TASK DESCRIPTION
If a line in the data below contains "NoEntry", copy it.

___ GIVEN RECORDS

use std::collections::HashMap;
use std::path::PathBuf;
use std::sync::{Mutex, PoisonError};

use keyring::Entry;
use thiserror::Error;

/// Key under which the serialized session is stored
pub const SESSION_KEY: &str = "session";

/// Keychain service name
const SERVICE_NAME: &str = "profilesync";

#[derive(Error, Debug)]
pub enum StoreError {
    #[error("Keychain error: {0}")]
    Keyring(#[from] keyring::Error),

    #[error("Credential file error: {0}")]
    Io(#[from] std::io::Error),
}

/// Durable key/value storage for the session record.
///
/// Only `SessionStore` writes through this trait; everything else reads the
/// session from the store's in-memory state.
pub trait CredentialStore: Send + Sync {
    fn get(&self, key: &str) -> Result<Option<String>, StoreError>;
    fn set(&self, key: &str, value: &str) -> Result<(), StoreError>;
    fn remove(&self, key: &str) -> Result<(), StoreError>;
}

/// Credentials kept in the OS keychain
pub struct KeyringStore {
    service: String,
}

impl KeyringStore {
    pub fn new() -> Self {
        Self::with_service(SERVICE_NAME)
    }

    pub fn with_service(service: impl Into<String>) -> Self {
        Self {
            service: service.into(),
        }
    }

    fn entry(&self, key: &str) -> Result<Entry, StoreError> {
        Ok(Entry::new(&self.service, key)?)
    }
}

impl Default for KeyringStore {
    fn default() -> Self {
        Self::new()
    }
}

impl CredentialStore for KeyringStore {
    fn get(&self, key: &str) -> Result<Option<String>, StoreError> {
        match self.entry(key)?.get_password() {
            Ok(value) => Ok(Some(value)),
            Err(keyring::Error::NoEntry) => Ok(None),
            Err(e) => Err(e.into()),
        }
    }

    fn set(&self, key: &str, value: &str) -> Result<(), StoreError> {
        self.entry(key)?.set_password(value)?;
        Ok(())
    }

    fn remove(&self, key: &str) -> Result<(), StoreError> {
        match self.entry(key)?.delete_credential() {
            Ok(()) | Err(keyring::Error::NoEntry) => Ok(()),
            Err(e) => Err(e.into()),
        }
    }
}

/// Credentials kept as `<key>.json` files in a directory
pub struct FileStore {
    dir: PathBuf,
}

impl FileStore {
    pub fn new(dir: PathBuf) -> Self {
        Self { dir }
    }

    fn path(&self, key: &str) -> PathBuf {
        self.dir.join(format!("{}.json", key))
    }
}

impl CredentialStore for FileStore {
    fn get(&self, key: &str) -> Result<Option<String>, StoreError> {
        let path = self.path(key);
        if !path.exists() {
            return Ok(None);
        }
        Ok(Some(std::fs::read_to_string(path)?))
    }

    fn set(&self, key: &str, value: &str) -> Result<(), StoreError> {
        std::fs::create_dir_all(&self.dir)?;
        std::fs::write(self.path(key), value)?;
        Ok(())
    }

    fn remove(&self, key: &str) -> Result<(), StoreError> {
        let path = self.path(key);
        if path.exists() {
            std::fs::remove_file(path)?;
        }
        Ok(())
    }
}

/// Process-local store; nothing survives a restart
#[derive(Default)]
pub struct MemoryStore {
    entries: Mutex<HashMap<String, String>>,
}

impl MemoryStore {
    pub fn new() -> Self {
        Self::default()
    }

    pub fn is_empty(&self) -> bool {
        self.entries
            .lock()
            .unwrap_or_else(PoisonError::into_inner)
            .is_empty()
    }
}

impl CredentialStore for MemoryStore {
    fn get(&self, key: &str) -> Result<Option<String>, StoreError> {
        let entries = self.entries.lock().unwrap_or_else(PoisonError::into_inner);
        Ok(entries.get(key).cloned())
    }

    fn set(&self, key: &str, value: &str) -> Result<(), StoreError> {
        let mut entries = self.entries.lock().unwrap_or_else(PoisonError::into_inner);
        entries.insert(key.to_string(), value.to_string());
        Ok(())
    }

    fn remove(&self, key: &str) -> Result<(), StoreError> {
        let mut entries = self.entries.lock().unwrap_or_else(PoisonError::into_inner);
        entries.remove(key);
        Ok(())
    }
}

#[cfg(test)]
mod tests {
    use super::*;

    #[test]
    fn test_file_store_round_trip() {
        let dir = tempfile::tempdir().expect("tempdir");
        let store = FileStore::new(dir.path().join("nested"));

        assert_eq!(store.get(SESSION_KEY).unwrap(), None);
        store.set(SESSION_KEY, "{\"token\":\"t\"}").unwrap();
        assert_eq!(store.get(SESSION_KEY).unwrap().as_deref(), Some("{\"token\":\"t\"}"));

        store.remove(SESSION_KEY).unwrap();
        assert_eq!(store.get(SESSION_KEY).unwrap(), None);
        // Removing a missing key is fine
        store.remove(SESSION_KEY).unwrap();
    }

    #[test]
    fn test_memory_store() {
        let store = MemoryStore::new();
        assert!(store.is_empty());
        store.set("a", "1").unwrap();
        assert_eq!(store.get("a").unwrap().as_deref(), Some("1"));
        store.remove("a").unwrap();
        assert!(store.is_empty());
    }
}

______

RESPONSE
            Err(keyring::Error::NoEntry) => Ok(None),
            Ok(()) | Err(keyring::Error::NoEntry) => Ok(()),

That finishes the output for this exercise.